Monday night’s quake, felt in towns from Nice to Marseille and Aix-en-Provence to Grenoble, may have caused little damage but it was a stark reminder, Bossu says, that south-eastern France is in a potentially dangerous active seismic zone and the next one could do some serious damage.

The last time France was hit by a deadly tremor was back in 1909 in the town of Lambesc in Provence, which left 46 people dead and 250 injured. (See photo)

The earthquake measured around 6 on the Richter scale and is the still the largest quake ever recorded in mainland France.

EMSC’s Bossu says deadly quakes of that scale hit France on average every 100 years, so based on averages a big tremor is due.

And when it does strike, Bossu says, we could see the scale of damage seen in the historic Italian town of L’Aquila which was devastated by an earthquake five years ago that left nearly 300 dead. After the quake six scientists were jailed for manslaughter for playing down the risks of earthquakes.

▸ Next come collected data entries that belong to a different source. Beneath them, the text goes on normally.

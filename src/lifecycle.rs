//! Module lifecycle
//!
//! A session brings its shim modules up in the configured order before the
//! engine, and releases them in the same order after the engine shuts down.
//! The shims keep a shared [`ShimLedger`] of what the session holds.

use std::sync::atomic::{AtomicU64, AtomicUsize, Ordering};
use std::sync::Arc;

use serde::{Deserialize, Serialize};
use tracing::{debug, info, warn};

use crate::engine::Engine;
use crate::session::SessionState;
use crate::{Error, Result};

/// Built-in shim modules
#[derive(Debug, Clone, Copy, PartialEq, Eq, Hash, Serialize, Deserialize)]
#[serde(rename_all = "snake_case")]
pub enum ModuleKind {
    /// Processor enumeration
    Smp,
    /// Page allocation and pinning accounting
    Allocator,
    /// File-object accounting for VM and VCPU descriptors
    File,
}

impl ModuleKind {
    fn instantiate(self) -> Box<dyn LifecycleModule> {
        match self {
            ModuleKind::Smp => Box::new(SmpShim),
            ModuleKind::Allocator => Box::new(AllocatorShim),
            ModuleKind::File => Box::new(FileShim),
        }
    }
}

/// A module brought up when a session opens and released when it closes
///
/// `release` must tolerate a state the module's own `init` never touched.
pub trait LifecycleModule: Send + Sync {
    fn name(&self) -> &'static str;
    fn init(&self, state: &SessionState) -> Result<()>;
    fn release(&self, state: &SessionState);
}

/// Counters shared by the shims of one session
#[derive(Debug, Default)]
pub struct ShimLedger {
    online_cpus: AtomicUsize,
    pinned_pages: AtomicU64,
    open_files: AtomicUsize,
}

impl ShimLedger {
    pub fn new() -> Arc<Self> {
        Arc::new(Self::default())
    }

    pub fn online_cpus(&self) -> usize {
        self.online_cpus.load(Ordering::SeqCst)
    }

    pub fn set_online_cpus(&self, cpus: usize) {
        self.online_cpus.store(cpus, Ordering::SeqCst);
    }

    pub fn pinned_pages(&self) -> u64 {
        self.pinned_pages.load(Ordering::SeqCst)
    }

    pub fn pin_pages(&self, pages: u64) {
        self.pinned_pages.fetch_add(pages, Ordering::SeqCst);
    }

    pub fn unpin_pages(&self, pages: u64) {
        let _ = self
            .pinned_pages
            .fetch_update(Ordering::SeqCst, Ordering::SeqCst, |n| {
                Some(n.saturating_sub(pages))
            });
    }

    pub fn open_files(&self) -> usize {
        self.open_files.load(Ordering::SeqCst)
    }

    /// Account one open file until the returned token drops.
    pub fn open_file(self: &Arc<Self>) -> OpenFileRef {
        self.open_files.fetch_add(1, Ordering::SeqCst);
        OpenFileRef {
            ledger: Arc::clone(self),
        }
    }
}

/// One open file object in a [`ShimLedger`]
#[derive(Debug)]
pub struct OpenFileRef {
    ledger: Arc<ShimLedger>,
}

impl Drop for OpenFileRef {
    fn drop(&mut self) {
        self.ledger.open_files.fetch_sub(1, Ordering::SeqCst);
    }
}

/// Processor enumeration shim
pub struct SmpShim;

impl LifecycleModule for SmpShim {
    fn name(&self) -> &'static str {
        "smp"
    }

    fn init(&self, state: &SessionState) -> Result<()> {
        let cpus = std::thread::available_parallelism()
            .map(|n| n.get())
            .map_err(|e| Error::Module {
                module: self.name(),
                reason: e.to_string(),
            })?;
        state.ledger().set_online_cpus(cpus);
        debug!("smp: {} online CPUs", cpus);
        Ok(())
    }

    fn release(&self, state: &SessionState) {
        state.ledger().set_online_cpus(0);
    }
}

/// Page allocator shim
pub struct AllocatorShim;

impl LifecycleModule for AllocatorShim {
    fn name(&self) -> &'static str {
        "allocator"
    }

    fn init(&self, _state: &SessionState) -> Result<()> {
        // SAFETY: sysconf has no memory-safety preconditions.
        let page_size = unsafe { libc::sysconf(libc::_SC_PAGESIZE) };
        if page_size != hvport_protocol::PAGE_SIZE as libc::c_long {
            return Err(Error::Module {
                module: self.name(),
                reason: format!("unsupported host page size {}", page_size),
            });
        }
        Ok(())
    }

    fn release(&self, state: &SessionState) {
        let pinned = state.ledger().pinned_pages();
        if pinned != 0 {
            warn!("allocator: {} pages still pinned at release", pinned);
        }
    }
}

/// File-object shim
pub struct FileShim;

impl LifecycleModule for FileShim {
    fn name(&self) -> &'static str {
        "file"
    }

    fn init(&self, _state: &SessionState) -> Result<()> {
        Ok(())
    }

    fn release(&self, state: &SessionState) {
        let open = state.ledger().open_files();
        if open != 0 {
            warn!("file: {} file objects still open at release", open);
        }
    }
}

/// Ordered set of lifecycle modules
pub struct ModuleRegistry {
    modules: Vec<Arc<dyn LifecycleModule>>,
}

impl ModuleRegistry {
    pub fn new() -> Self {
        Self {
            modules: Vec::new(),
        }
    }

    pub fn from_kinds(kinds: &[ModuleKind]) -> Self {
        let mut registry = Self::new();
        for kind in kinds {
            registry.modules.push(Arc::from(kind.instantiate()));
        }
        registry
    }

    /// Append a module after the existing ones.
    pub fn register(&mut self, module: Arc<dyn LifecycleModule>) {
        self.modules.push(module);
    }

    pub fn names(&self) -> Vec<&'static str> {
        self.modules.iter().map(|m| m.name()).collect()
    }

    /// Initialise every module in order, then the engine.
    ///
    /// On failure the modules already brought up are released in order and
    /// the error is returned.
    pub fn bring_up(&self, state: &SessionState, engine: &dyn Engine) -> Result<()> {
        for (started, module) in self.modules.iter().enumerate() {
            if let Err(e) = module.init(state) {
                warn!("Module {} failed to initialise: {}", module.name(), e);
                self.release_modules(&self.modules[..started], state);
                return Err(e);
            }
            debug!("Module {} initialised", module.name());
        }

        if let Err(e) = engine.init() {
            warn!("Engine failed to initialise: {}", e);
            self.release_modules(&self.modules, state);
            return Err(e.into());
        }

        info!("Session up with modules {:?}", self.names());
        Ok(())
    }

    /// Shut the engine down, then release every module in order.
    pub fn tear_down(&self, state: &SessionState, engine: &dyn Engine) {
        engine.shutdown();
        self.release_modules(&self.modules, state);
    }

    fn release_modules(&self, modules: &[Arc<dyn LifecycleModule>], state: &SessionState) {
        for module in modules {
            module.release(state);
            debug!("Module {} released", module.name());
        }
    }
}

impl Default for ModuleRegistry {
    fn default() -> Self {
        Self::new()
    }
}
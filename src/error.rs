//! Error types for hvport

use hvport_protocol::{ProtocolError, Status};
use thiserror::Error;

use crate::engine::EngineError;

/// Result type alias using hvport Error
pub type Result<T> = std::result::Result<T, Error>;

/// Errors that can occur while serving a control request or managing a session
#[derive(Error, Debug)]
pub enum Error {
    /// A VM or VCPU descriptor did not resolve to a live object
    #[error("Invalid descriptor: {0}")]
    InvalidDescriptor(i32),

    /// Request on a session that has already been closed
    #[error("Session {0} is closed")]
    SessionClosed(u64),

    /// A memory-map slot index is out of range
    #[error("Memory-map slot {slot} out of range (max {max})")]
    SlotOutOfRange { slot: u32, max: u32 },

    /// No free resource slot, engine capacity, or pinnable memory
    #[error("Resource exhausted: {0}")]
    ResourceExhausted(String),

    /// A buffer length does not match what the request requires
    #[error("Length mismatch: expected {expected} bytes, got {actual}")]
    LengthMismatch { expected: usize, actual: usize },

    /// Unknown control code
    #[error("Unsupported request: {0:#x}")]
    UnsupportedRequest(u32),

    /// The virtualization engine returned a failure
    #[error("Engine error: {0}")]
    Engine(EngineError),

    /// Configuration errors
    #[error("Configuration error: {0}")]
    Config(String),

    /// A lifecycle module failed to come up
    #[error("Module {module} failed: {reason}")]
    Module { module: &'static str, reason: String },

    /// I/O errors
    #[error("I/O error: {0}")]
    Io(#[from] std::io::Error),
}

impl Error {
    /// Wire status reported for this error.
    pub fn status(&self) -> Status {
        match self {
            Error::InvalidDescriptor(_) | Error::SessionClosed(_) => Status::InvalidDescriptor,
            Error::SlotOutOfRange { .. } => Status::SlotOutOfRange,
            Error::ResourceExhausted(_) => Status::ResourceExhausted,
            Error::LengthMismatch { .. } => Status::LengthMismatch,
            Error::UnsupportedRequest(_) => Status::UnsupportedRequest,
            Error::Engine(_) | Error::Config(_) | Error::Module { .. } | Error::Io(_) => {
                Status::EngineError
            }
        }
    }
}

impl From<EngineError> for Error {
    fn from(e: EngineError) -> Self {
        match e {
            EngineError::Exhausted | EngineError::NoMemory => Error::ResourceExhausted(e.to_string()),
            e => Error::Engine(e),
        }
    }
}

impl From<ProtocolError> for Error {
    fn from(e: ProtocolError) -> Self {
        match e {
            ProtocolError::Truncated { expected, actual } => {
                Error::LengthMismatch { expected, actual }
            }
            ProtocolError::UnknownControlCode(code) => Error::UnsupportedRequest(code),
            ProtocolError::UnknownStatus(code) => {
                Error::Config(format!("unknown status value {:#x}", code))
            }
        }
    }
}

South-eastern France is also awash with centuries-old towns and villages like L'Aquila but whether or not the next big quake proves as devastating will depend on exactly where it strikes, Bossu says.

“If it’s magnitude 6 then it can cause damage up to 15 kilometres away. What is key is how far it will be from the nearest town or city. If it’s 10 km then the impact will be limited, but if it's close to a town like Nice then it’s a different story. It can have a huge impact. Then we are looking at a similar quake to what happened in L’Aquila," he says.

The problem scientists like Bossu face in trying to raise awareness of the danger of quakes is that, because it has been so long since France experienced a serious one, the risks are no longer in people's consciousness.

“In Italy or Greece everyone is fully aware of the risks simply because earthquakes happen more often. Everyone knows about them and it’s part of their culture, but not in France," Bossu says.

“That’s what makes our job of raising awareness very difficult. One day it will strike and there will be casualties, for sure. There’s no doubt.

“The only thing we can say is that Monday night’s quake should be a warning call to people. It is the best way for people to ask themselves, “Do I know what to do in an earthquake?”.

France has other priorities

The scientist admits however, that France has other priorities than earthquakes to concentrate its resources on.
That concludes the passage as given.